======== RECORDS TO USE ========

//! Archimedean spiral distribution
use crate::{
    error::{OptResult, OptraceError},
    millimeter,
    utils::usize_to_f64,
};

use super::PositionDistribution;
use nalgebra::{point, Point3};
use num::Zero;
use uom::si::f64::Length;

/// Archimedean spiral distribution
///
/// The points wind outwards from the center with a constant angular step per point. The radius
/// grows linearly with the point index such that the outermost point approaches the given disc
/// radius.
#[derive(Clone, Debug, PartialEq, Copy)]
pub struct Spiral {
    radius: Length,
    nr_of_rays: usize,
    rays_per_turn: usize,
}
impl Spiral {
    /// Create a new [`Spiral`] distribution generator.
    ///
    /// If the given radius is zero all points collapse onto the center at (0,0).
    ///
    /// # Errors
    ///
    /// This function will return an error if
    ///  - the given `radius` is negative or not finite
    ///  - `nr_of_rays` or `rays_per_turn` is zero
    pub fn new(radius: Length, nr_of_rays: usize, rays_per_turn: usize) -> OptResult<Self> {
        if radius.is_sign_negative() || !radius.is_finite() {
            return Err(OptraceError::Source(
                "radius must be positive and finite".into(),
            ));
        }
        if nr_of_rays == 0 || rays_per_turn == 0 {
            return Err(OptraceError::Source(
                "number of rays and rays per turn must be > 0".into(),
            ));
        }
        Ok(Self {
            radius,
            nr_of_rays,
            rays_per_turn,
        })
    }

    /// Returns the disc radius of this [`Spiral`].
    #[must_use]
    pub const fn radius(&self) -> Length {
        self.radius
    }

    /// Returns the total number of points this [`Spiral`] generates.
    #[must_use]
    pub const fn nr_of_rays(&self) -> usize {
        self.nr_of_rays
    }

    /// Returns the number of points per full spiral turn.
    #[must_use]
    pub const fn rays_per_turn(&self) -> usize {
        self.rays_per_turn
    }
}

impl Default for Spiral {
    fn default() -> Self {
        Self {
            radius: millimeter!(5.),
            nr_of_rays: 64,
            rays_per_turn: 20,
        }
    }
}

impl PositionDistribution for Spiral {
    fn generate(&self) -> Vec<Point3<Length>> {
        let mut points: Vec<Point3<Length>> = Vec::with_capacity(self.nr_of_rays);
        let angle_step = 2.0 * std::f64::consts::PI / usize_to_f64(self.rays_per_turn);
        for point_nr in 0..self.nr_of_rays {
            let theta = usize_to_f64(point_nr) * angle_step;
            let radius = self.radius * usize_to_f64(point_nr) / usize_to_f64(self.nr_of_rays);
            points.push(point![
                radius * theta.cos(),
                radius * theta.sin(),
                Length::zero()
            ]);
        }
        points
    }
}
impl From<Spiral> for super::PosDistType {
    fn from(dist: Spiral) -> Self {
        Self::Spiral(dist)
    }
}
#[cfg(test)]
mod test {
    use super::*;
    use crate::millimeter;
    use approx::assert_abs_diff_eq;
    #[test]
    fn new_wrong() {
        assert!(Spiral::new(millimeter!(-0.1), 1, 1).is_err());
        assert!(Spiral::new(millimeter!(f64::NAN), 1, 1).is_err());
        assert!(Spiral::new(millimeter!(f64::INFINITY), 1, 1).is_err());
        assert!(Spiral::new(millimeter!(1.0), 0, 1).is_err());
        assert!(Spiral::new(millimeter!(1.0), 1, 0).is_err());
    }
    #[test]
    fn generate() {
        let g = Spiral::new(millimeter!(1.0), 64, 20).unwrap();
        let points = g.generate();
        assert_eq!(points.len(), 64);
        // first point sits at the center
        assert_eq!(points[0], Point3::origin());
        // all points stay within the disc
        for point in &points {
            let r = point.map(|c| c.value).coords.norm();
            assert!(r < 1e-3);
        }
    }
    #[test]
    fn generate_spacing() {
        let g = Spiral::new(millimeter!(1.0), 40, 20).unwrap();
        let points = g.generate();
        // one full turn per 20 points, radius growing linearly
        let p = points[20].map(|c| c.value);
        assert_abs_diff_eq!(p.x, 0.5e-3, epsilon = 1e-12);
        assert_abs_diff_eq!(p.y, 0.0, epsilon = 1e-12);
    }
    #[test]
    fn generate_zero_radius() {
        let g = Spiral::new(Length::zero(), 5, 20).unwrap();
        let points = g.generate();
        assert_eq!(points.len(), 5);
        for point in &points {
            assert_eq!(*point, Point3::origin());
        }
    }
    #[test]
    fn generate_deterministic() {
        let g = Spiral::default();
        assert_eq!(g.generate(), g.generate());
    }
}
#![warn(missing_docs)]
//! optrace specific error structures
use std::{error::Error, fmt::Display};

/// optrace specific Result type
pub type OptResult<T> = std::result::Result<T, OptraceError>;

/// Errors that can be returned by various optrace functions.
#[derive(Debug, PartialEq, Eq, Clone)]
pub enum OptraceError {
    /// errors while constructing a geometric surface or another scene element
    Geometry(String),
    /// errors while constructing a ray or a ray source
    Source(String),
    /// runtime errors occuring while tracing rays through a scene
    Analysis(String),
    /// errors not falling in one of the categories above
    Other(String),
}

impl Display for OptraceError {
    fn fmt(&self, f: &mut std::fmt::Formatter<'_>) -> std::fmt::Result {
        match self {
            Self::Geometry(m) => {
                write!(f, "Geometry:{m}")
            }
            Self::Source(m) => {
                write!(f, "Source:{m}")
            }
            Self::Analysis(m) => {
                write!(f, "Analysis:{m}")
            }
            Self::Other(m) => write!(f, "Optrace Error:Other:{m}"),
        }
    }
}
impl Error for OptraceError {}

impl std::convert::From<String> for OptraceError {
    fn from(msg: String) -> Self {
        Self::Other(msg)
    }
}
#[cfg(test)]
mod test {
    use super::*;
    #[test]
    fn from() {
        let error = OptraceError::from("test".to_string());
        assert_eq!(error, OptraceError::Other("test".to_string()));
    }
    #[test]
    fn display() {
        assert_eq!(
            format!("{}", OptraceError::Geometry("test".to_string())),
            "Geometry:test"
        );
        assert_eq!(
            format!("{}", OptraceError::Source("test".to_string())),
            "Source:test"
        );
        assert_eq!(
            format!("{}", OptraceError::Analysis("test".to_string())),
            "Analysis:test"
        );
        assert_eq!(
            format!("{}", OptraceError::Other("test".to_string())),
            "Optrace Error:Other:test"
        );
    }
    #[test]
    fn debug() {
        assert_eq!(
            format!("{:?}", OptraceError::Geometry("test".to_string())),
            "Geometry(\"test\")"
        );
    }
}
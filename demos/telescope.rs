//! Simple refractor telescope objective
//!
//! A collimated bundle (an on-axis star) passes through a plano-convex singlet and is focused
//! onto a screen near the back focal distance. The demo prints the number of recorded hits and
//! the RMS spot radius of the focal spot.
use std::sync::Arc;

use nalgebra::Vector3;
use optrace::{
    error::OptResult,
    millimeter, nanometer,
    position_distributions::Radial,
    surface::{OpticalSurface, Plane, Sphere},
    Scene, Source,
};

fn main() -> OptResult<()> {
    env_logger::init();

    // plano-convex singlet (n = 1.5168, BK7 at 587.6 nm), convex side facing the source
    let front = Sphere::new(
        millimeter!(0.0, 0.0, 0.0),
        millimeter!(-52.0),
        millimeter!(8.0),
        millimeter!(8.0),
        Vector3::z(),
    )?;
    let back = Plane::from_normal(
        millimeter!(0.0, 0.0, 3.0),
        Vector3::z(),
        millimeter!(10.0),
        millimeter!(10.0),
    )?;

    // image plane near the back focal distance of the singlet
    let screen_shape = Plane::from_normal(
        millimeter!(0.0, 0.0, 101.6),
        Vector3::z(),
        millimeter!(f64::INFINITY),
        millimeter!(f64::INFINITY),
    )?;
    let screen = Arc::new(OpticalSurface::screen(Arc::new(screen_shape)));

    let star = Source::new(
        millimeter!(0.0, 0.0, -20.0),
        Vector3::z(),
        nanometer!(587.6),
        Radial::new(millimeter!(3.0), 4, 12)?,
    )?;

    let mut scene = Scene::default();
    scene.add(OpticalSurface::lens(Arc::new(front), 1.5168)?);
    scene.add(OpticalSurface::lens(Arc::new(back), 1.0)?);
    scene.add(screen.clone());
    scene.add(star);

    scene.trace(10)?;

    println!("traced {} rays", scene.rays().len());
    println!("hits on screen: {}", screen.hits()?.len());
    if let Some(spot) = screen.rms_spot_radius()? {
        println!(
            "RMS spot radius: {:.3} µm",
            spot.get::<uom::si::length::micrometer>()
        );
    }
    Ok(())
}
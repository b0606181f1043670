//! Concentric ring distribution
use crate::{
    error::{OptResult, OptraceError},
    millimeter,
};

use super::PositionDistribution;
use nalgebra::{point, Point3};
use num::Zero;
use uom::si::f64::Length;

/// Concentric ring distribution
///
/// One central point plus `nr_of_rings` equidistant rings with a fixed number of equally spaced
/// points per ring. The outermost ring coincides with the given disc radius.
#[derive(Clone, Debug, PartialEq, Copy)]
pub struct Radial {
    radius: Length,
    nr_of_rings: u8,
    rays_per_ring: u16,
}
impl Radial {
    /// Create a new [`Radial`] distribution generator.
    ///
    /// If the given radius is zero and / or `nr_of_rings` is zero only the central point at (0,0)
    /// is generated.
    ///
    /// # Errors
    ///
    /// This function will return an error if
    ///  - the given `radius` is negative or not finite
    ///  - `rays_per_ring` is zero
    pub fn new(radius: Length, nr_of_rings: u8, rays_per_ring: u16) -> OptResult<Self> {
        if radius.is_sign_negative() || !radius.is_finite() {
            return Err(OptraceError::Source(
                "radius must be positive and finite".into(),
            ));
        }
        if rays_per_ring == 0 {
            return Err(OptraceError::Source("rays per ring must be > 0".into()));
        }
        Ok(Self {
            radius,
            nr_of_rings,
            rays_per_ring,
        })
    }

    /// Returns the disc radius of this [`Radial`] distribution.
    #[must_use]
    pub const fn radius(&self) -> Length {
        self.radius
    }

    /// Returns the number of rings of this [`Radial`] distribution.
    #[must_use]
    pub const fn nr_of_rings(&self) -> u8 {
        self.nr_of_rings
    }

    /// Returns the number of points per ring of this [`Radial`] distribution.
    #[must_use]
    pub const fn rays_per_ring(&self) -> u16 {
        self.rays_per_ring
    }
}

impl Default for Radial {
    fn default() -> Self {
        Self {
            radius: millimeter!(5.),
            nr_of_rings: 5,
            rays_per_ring: 16,
        }
    }
}

impl PositionDistribution for Radial {
    fn generate(&self) -> Vec<Point3<Length>> {
        let mut points: Vec<Point3<Length>> = Vec::new();
        points.push(Point3::origin());
        if !self.radius.is_zero() {
            let radius_step = self.radius / f64::from(self.nr_of_rings);
            for ring in 0..self.nr_of_rings {
                let radius = f64::from(ring + 1) * radius_step;
                let angle_step = 2.0 * std::f64::consts::PI / f64::from(self.rays_per_ring);
                for point_nr in 0..self.rays_per_ring {
                    let (sin, cos) = (f64::from(point_nr) * angle_step).sin_cos();
                    points.push(point![radius * cos, radius * sin, Length::zero()]);
                }
            }
        }
        points
    }
}
impl From<Radial> for super::PosDistType {
    fn from(dist: Radial) -> Self {
        Self::Radial(dist)
    }
}
#[cfg(test)]
mod test {
    use super::*;
    use crate::millimeter;
    #[test]
    fn new_wrong() {
        assert!(Radial::new(millimeter!(-0.1), 1, 1).is_err());
        assert!(Radial::new(millimeter!(f64::NAN), 1, 1).is_err());
        assert!(Radial::new(millimeter!(f64::INFINITY), 1, 1).is_err());
        assert!(Radial::new(millimeter!(1.0), 1, 0).is_err());
    }
    #[test]
    fn generate_one() {
        let g = Radial::new(Length::zero(), 1, 8).unwrap();
        assert_eq!(g.generate().len(), 1);
        let g = Radial::new(millimeter!(1.0), 0, 8).unwrap();
        assert_eq!(g.generate().len(), 1);
    }
    #[test]
    fn generate() {
        let g = Radial::new(millimeter!(1.0), 2, 6).unwrap();
        let points = g.generate();
        assert_eq!(points.len(), 13);
        // outermost ring coincides with the disc radius
        let outer = points
            .iter()
            .map(|p| p.map(|c| c.value).coords.norm())
            .fold(0.0, f64::max);
        approx::assert_abs_diff_eq!(outer, 1e-3, epsilon = 1e-12);
    }
    #[test]
    fn generate_deterministic() {
        let g = Radial::default();
        assert_eq!(g.generate(), g.generate());
    }
}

========

TO DO -
An exact copy of the lines above, from the one containing "impl PositionDistribution for Spiral" down to the one containing "let g = Spiral::new(millimeter!(1.0), 40, 20).unwrap();" and including both, is the whole answer; retype it and nothing else.

ANSWER AREA -
impl PositionDistribution for Spiral {
    fn generate(&self) -> Vec<Point3<Length>> {
        let mut points: Vec<Point3<Length>> = Vec::with_capacity(self.nr_of_rays);
        let angle_step = 2.0 * std::f64::consts::PI / usize_to_f64(self.rays_per_turn);
        for point_nr in 0..self.nr_of_rays {
            let theta = usize_to_f64(point_nr) * angle_step;
            let radius = self.radius * usize_to_f64(point_nr) / usize_to_f64(self.nr_of_rays);
            points.push(point![
                radius * theta.cos(),
                radius * theta.sin(),
                Length::zero()
            ]);
        }
        points
    }
}
impl From<Spiral> for super::PosDistType {
    fn from(dist: Spiral) -> Self {
        Self::Spiral(dist)
    }
}
#[cfg(test)]
mod test {
    use super::*;
    use crate::millimeter;
    use approx::assert_abs_diff_eq;
    #[test]
    fn new_wrong() {
        assert!(Spiral::new(millimeter!(-0.1), 1, 1).is_err());
        assert!(Spiral::new(millimeter!(f64::NAN), 1, 1).is_err());
        assert!(Spiral::new(millimeter!(f64::INFINITY), 1, 1).is_err());
        assert!(Spiral::new(millimeter!(1.0), 0, 1).is_err());
        assert!(Spiral::new(millimeter!(1.0), 1, 0).is_err());
    }
    #[test]
    fn generate() {
        let g = Spiral::new(millimeter!(1.0), 64, 20).unwrap();
        let points = g.generate();
        assert_eq!(points.len(), 64);
        // first point sits at the center
        assert_eq!(points[0], Point3::origin());
        // all points stay within the disc
        for point in &points {
            let r = point.map(|c| c.value).coords.norm();
            assert!(r < 1e-3);
        }
    }
    #[test]
    fn generate_spacing() {
        let g = Spiral::new(millimeter!(1.0), 40, 20).unwrap();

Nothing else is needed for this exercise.